Chiodos: Illuminadio

“This war will tear apart the sky,” Brando Bolmer warns you on the seventh track, “His Story Repeats Itself,” of Chiodos’ newest, Illuminadio. The entire album paints a scene of a bleak battlefield, with Bolmer’s cries rallying the troops, and Tanner Wayne’s drumming, a relentless artillery barrage that brings the boom to guitarists Jason Hale and Pat McManaman’s bang. Occasionally the action pauses to allow Bolmer to tensely creep to Bradley Bell’s subtly ominous keyboard effects, wielding bitter poetry like a glinting dagger, before exploding into raging screams an inch from your face.

The sound is definitely on the front lines here, but the lyrics offer some excellent air support, including themes of hidden love to bitter regrets and vengeance, with some sinister and unnerving lines warning “the wolves that you have cried will eat you alive” on “Modern Wolf Hair.” Bolmer’s range extends from savage hollering you’ll want to shout along with to an apologetic whisper.

While the keyboard effects are excellent, the pure piano tone Bell sometimes utilizes seems out of place. Most likely used to lend an even greater immediacy to the already compellingly frantic guitars and drums, the sounds instead serve to slightly compromise the efforts of the remaining musicians and brighten the mood. When isolated, the finger dancing nearly resembles a scorned Vanessa Carlton; thankfully, it’s few and far between, and lyrics switch off the lights once more.

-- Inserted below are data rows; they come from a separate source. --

#[concordium_cfg_test]
mod tests {
    use super::*;
    use commons::{
        ContractBalanceOfQueryParams, ContractBalanceOfQueryResponse, Token, TransferParameter,
    };
    use concordium_cis2::{Receiver, TokenIdU32, TransferParams};
    use core::fmt::Debug;
    use test_infrastructure::*;

    const SELLER: AccountAddress = AccountAddress([0u8; 32]);
    const ALICE: AccountAddress = AccountAddress([1u8; 32]);
    const BOB: AccountAddress = AccountAddress([2u8; 32]);

    const REGISTRY: ContractAddress = ContractAddress {
        index: 1,
        subindex: 0,
    };
    const PAYMENT: ContractAddress = ContractAddress {
        index: 2,
        subindex: 0,
    };

    const DURATION_STEPS: u64 = 10;
    const STEP_MILLIS: u64 = 60_000;

    fn reserve_price() -> ContractTokenAmount {
        ContractTokenAmount::from(500)
    }

    fn collectible() -> Token {
        Token {
            contract: REGISTRY,
            id: TokenIdU32(42),
        }
    }

    fn payment_token() -> Token {
        Token {
            contract: PAYMENT,
            id: TokenIdU32(0),
        }
    }

    fn auction_parameter() -> InitParameter {
        InitParameter {
            reserve_price: reserve_price(),
            duration_steps: DURATION_STEPS,
            price_decrement: ContractTokenAmount::from(50),
            step_length: Duration::from_millis(STEP_MILLIS),
            collectible: collectible(),
            payment_token: payment_token(),
        }
    }

    /// Slot time at which exactly `step` whole steps have elapsed.
    fn at_step(step: u64) -> Timestamp {
        Timestamp::from_timestamp_millis(step * STEP_MILLIS)
    }

    fn new_host() -> TestHost<State> {
        let parameter_bytes = to_bytes(&auction_parameter());
        let mut ctx = TestInitContext::empty();
        ctx.set_parameter(&parameter_bytes);
        ctx.set_init_origin(SELLER);
        ctx.set_metadata_slot_time(at_step(0));
        let mut state_builder = TestStateBuilder::new();
        let state =
            contract_init(&ctx, &mut state_builder).expect("Initialization should succeed");
        TestHost::new(state, state_builder)
    }

    fn bid_ctx<'a>(
        sender: AccountAddress,
        slot_time: Timestamp,
        parameter_bytes: &'a [u8],
    ) -> TestReceiveContext<'a> {
        let mut ctx = TestReceiveContext::empty();
        ctx.set_sender(Address::Account(sender));
        ctx.set_owner(SELLER);
        ctx.set_metadata_slot_time(slot_time);
        ctx.set_parameter(parameter_bytes);
        ctx
    }

    fn receive_ctx<'a>(sender: AccountAddress, slot_time: Timestamp) -> TestReceiveContext<'a> {
        let mut ctx = TestReceiveContext::empty();
        ctx.set_sender(Address::Account(sender));
        ctx.set_owner(SELLER);
        ctx.set_metadata_slot_time(slot_time);
        ctx
    }

    fn bid_parameter(amount: u64) -> Vec<u8> {
        to_bytes(&BidParameter {
            amount: ContractTokenAmount::from(amount),
        })
    }

    /// Mock a registry whose `balanceOf` reports `balance` for every query.
    fn mock_balance_of(host: &mut TestHost<State>, balance: u64) {
        host.setup_mock_entrypoint(
            REGISTRY,
            OwnedEntrypointName::new_unchecked("balanceOf".into()),
            MockFn::new(move |parameter, _amount, _balance, _state: &mut State| {
                ContractBalanceOfQueryParams::deserial(&mut Cursor::new(parameter))
                    .map_err(|_| CallContractError::Trap)?;
                Ok((
                    false,
                    Some(ContractBalanceOfQueryResponse::from(vec![
                        ContractTokenAmount::from(balance),
                    ])),
                ))
            }),
        );
    }

    /// Mock a token contract `transfer` that accepts anything.
    fn mock_transfer_ok(host: &mut TestHost<State>, contract: ContractAddress) {
        host.setup_mock_entrypoint(
            contract,
            OwnedEntrypointName::new_unchecked("transfer".into()),
            MockFn::new(|parameter, _amount, _balance, _state: &mut State| {
                TransferParameter::deserial(&mut Cursor::new(parameter))
                    .map_err(|_| CallContractError::Trap)?;
                Ok((true, Some(())))
            }),
        );
    }

    /// Mock a token contract `transfer` that refuses every transfer, like a
    /// token without the necessary balance or operator grant.
    fn mock_transfer_refusing(host: &mut TestHost<State>, contract: ContractAddress) {
        host.setup_mock_entrypoint(
            contract,
            OwnedEntrypointName::new_unchecked("transfer".into()),
            MockFn::new(|_parameter, _amount, _balance, _state: &mut State| {
                Err::<(bool, Option<()>), _>(CallContractError::Trap)
            }),
        );
    }

    /// Mock the payment token `transfer`, trapping unless it moves exactly
    /// `expected` from `from` to `to`.
    fn mock_payment_expecting(
        host: &mut TestHost<State>,
        from: AccountAddress,
        to: AccountAddress,
        expected: u64,
    ) {
        host.setup_mock_entrypoint(
            PAYMENT,
            OwnedEntrypointName::new_unchecked("transfer".into()),
            MockFn::new(move |parameter, _amount, _balance, _state: &mut State| {
                let TransferParams(transfers) =
                    TransferParameter::deserial(&mut Cursor::new(parameter))
                        .map_err(|_| CallContractError::Trap)?;
                let ok = transfers.len() == 1
                    && transfers[0].from == Address::Account(from)
                    && matches!(&transfers[0].to, Receiver::Account(account) if *account == to)
                    && transfers[0].amount == ContractTokenAmount::from(expected);
                if !ok {
                    return Err(CallContractError::Trap);
                }
                Ok((true, Some(())))
            }),
        );
    }

    fn authorize(host: &mut TestHost<State>) {
        mock_balance_of(host, 1);
        let ctx = receive_ctx(SELLER, at_step(0));
        let mut logger = TestLogger::init();
        contract_authorize(&ctx, host, &mut logger).expect("Authorization should succeed");
        // Commit the state so rollbacks in later calls restore to this point,
        // modeling that authorization happened in its own transaction.
        host.commit_state();
    }

    fn expect_error<E, T>(expr: Result<T, E>, err: E, msg: &str)
    where
        E: Eq + Debug,
        T: Debug,
    {
        let actual = expr.expect_err(msg);
        assert_eq!(actual, err);
    }

    #[concordium_test]
    fn test_init() {
        let host = new_host();
        let state = host.state();

        claim_eq!(state.seller, SELLER);
        claim_eq!(state.collectible, collectible());
        claim_eq!(state.payment_token, payment_token());
        claim_eq!(state.winner, None);
        claim!(!state.authorized, "Fresh auction must not be authorized");
    }

    #[concordium_test]
    fn test_authorize_rejects_non_owner_seller() {
        let mut host = new_host();
        let mut logger = TestLogger::init();
        mock_balance_of(&mut host, 0);

        let ctx = receive_ctx(SELLER, at_step(0));
        let result = contract_authorize(&ctx, &mut host, &mut logger);

        expect_error(
            result,
            CustomContractError::NotCollectibleOwner.into(),
            "Ownership verification should fail",
        );
    }

    #[concordium_test]
    fn test_rejects_bid_before_authorization() {
        let mut host = new_host();
        let mut logger = TestLogger::init();

        let parameter_bytes = bid_parameter(1_000);
        let ctx = bid_ctx(ALICE, at_step(0), &parameter_bytes);
        let result = contract_bid(&ctx, &mut host, &mut logger);

        expect_error(
            result,
            CustomContractError::NotAuthorized.into(),
            "No bid can be accepted before ownership verification",
        );
        claim_eq!(host.state().winner, None);
    }

    #[concordium_test]
    fn test_winning_bid_pulls_payment_and_moves_collectible() {
        let mut host = new_host();
        let mut logger = TestLogger::init();
        authorize(&mut host);
        // Price after 5 steps: 500 + 5 * 50.
        mock_payment_expecting(&mut host, ALICE, SELLER, 750);
        mock_transfer_ok(&mut host, REGISTRY);

        let parameter_bytes = bid_parameter(750);
        let ctx = bid_ctx(ALICE, at_step(5), &parameter_bytes);
        let result = contract_bid(&ctx, &mut host, &mut logger);

        claim_eq!(result, Ok(()), "Bid at the current price should win");
        claim_eq!(host.state().winner, Some(ALICE));
    }

    #[concordium_test]
    fn test_rejects_bid_below_price() {
        let mut host = new_host();
        let mut logger = TestLogger::init();
        authorize(&mut host);

        let parameter_bytes = bid_parameter(749);
        let ctx = bid_ctx(ALICE, at_step(5), &parameter_bytes);
        let result = contract_bid(&ctx, &mut host, &mut logger);

        expect_error(
            result,
            CustomContractError::BidTooLow.into(),
            "One token below the current price should be rejected",
        );
        claim_eq!(host.state().winner, None);
    }

    #[concordium_test]
    fn test_missing_allowance_fails_payment_and_leaves_auction_open() {
        let mut host = new_host();
        authorize(&mut host);
        // The bidder has not granted this instance an operator right yet.
        mock_transfer_refusing(&mut host, PAYMENT);
        mock_transfer_ok(&mut host, REGISTRY);

        let parameter_bytes = bid_parameter(750);
        let ctx = bid_ctx(ALICE, at_step(5), &parameter_bytes);
        let result = host.with_rollback(|host| {
            let mut logger = TestLogger::init();
            contract_bid(&ctx, host, &mut logger)
        });

        expect_error(
            result,
            CustomContractError::PaymentTransferFailed.into(),
            "A refused token transfer must fail the bid",
        );
        claim_eq!(
            host.state().winner,
            None,
            "The winner lock must be rolled back with the rest of the call"
        );

        // The auction is still open: after granting the operator right the
        // same bidder wins at the further decayed price.
        mock_payment_expecting(&mut host, ALICE, SELLER, 650);
        let parameter_bytes = bid_parameter(650);
        let ctx = bid_ctx(ALICE, at_step(7), &parameter_bytes);
        let mut logger = TestLogger::init();
        let result = contract_bid(&ctx, &mut host, &mut logger);

        claim_eq!(result, Ok(()), "A properly authorized bid should now win");
        claim_eq!(host.state().winner, Some(ALICE));
    }

    #[concordium_test]
    fn test_failed_collectible_transfer_rolls_back_payment_leg() {
        let mut host = new_host();
        authorize(&mut host);
        mock_payment_expecting(&mut host, ALICE, SELLER, 750);
        mock_transfer_refusing(&mut host, REGISTRY);

        let parameter_bytes = bid_parameter(750);
        let ctx = bid_ctx(ALICE, at_step(5), &parameter_bytes);
        let result = host.with_rollback(|host| {
            let mut logger = TestLogger::init();
            contract_bid(&ctx, host, &mut logger)
        });

        expect_error(
            result,
            CustomContractError::CollectibleTransferFailed.into(),
            "A refused registry transfer must fail the bid",
        );
        claim_eq!(host.state().winner, None, "No partial settlement may remain");
    }

    #[concordium_test]
    fn test_rejects_second_bid_after_win() {
        let mut host = new_host();
        let mut logger = TestLogger::init();
        authorize(&mut host);
        mock_transfer_ok(&mut host, PAYMENT);
        mock_transfer_ok(&mut host, REGISTRY);

        let parameter_bytes = bid_parameter(750);
        let ctx = bid_ctx(ALICE, at_step(5), &parameter_bytes);
        contract_bid(&ctx, &mut host, &mut logger).expect("First bid should win");

        let parameter_bytes = bid_parameter(10_000);
        let ctx = bid_ctx(BOB, at_step(6), &parameter_bytes);
        let result = contract_bid(&ctx, &mut host, &mut logger);
        expect_error(
            result,
            CustomContractError::AuctionAlreadyWon.into(),
            "Only one bid can ever be accepted",
        );
        claim_eq!(host.state().winner, Some(ALICE), "Winner must not change");
    }

    #[concordium_test]
    fn test_rejects_bid_after_expiry() {
        let mut host = new_host();
        let mut logger = TestLogger::init();
        authorize(&mut host);

        let parameter_bytes = bid_parameter(10_000);
        let ctx = bid_ctx(BOB, at_step(DURATION_STEPS + 1), &parameter_bytes);
        let result = contract_bid(&ctx, &mut host, &mut logger);

        expect_error(
            result,
            CustomContractError::AuctionExpired.into(),
            "Bids past the window must be rejected",
        );
    }

    #[concordium_test]
    fn test_price_decays_and_pins() {
        let host = new_host();

        let ctx = receive_ctx(ALICE, at_step(0));
        claim_eq!(
            contract_current_price(&ctx, &host),
            Ok(ContractTokenAmount::from(1_000))
        );

        let ctx = receive_ctx(ALICE, at_step(5));
        claim_eq!(
            contract_current_price(&ctx, &host),
            Ok(ContractTokenAmount::from(750))
        );

        let ctx = receive_ctx(ALICE, at_step(DURATION_STEPS + 50));
        claim_eq!(contract_current_price(&ctx, &host), Ok(reserve_price()));

        claim_eq!(
            contract_initial_price(&ctx, &host),
            Ok(ContractTokenAmount::from(1_000))
        );
    }

    #[concordium_test]
    fn test_view_reflects_state() {
        let host = new_host();
        let ctx = receive_ctx(ALICE, at_step(0));

        let state = contract_view(&ctx, &host).expect("View should succeed");
        claim_eq!(state.payment_token, payment_token());
        claim_eq!(state.reserve_price, reserve_price());
        claim_eq!(state.winner, None);
    }
}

While Illuminadio gets a bit repetitive, especially towards the end, clocking in at 47 minutes and 11 tracks long, this is easily forgiven. Though it sounds like a war, listening to it is no battle. The album rarely feels bloated and consistently demands your undivided listening attention. You’ll be more than eager to surrender it for such a well developed experience.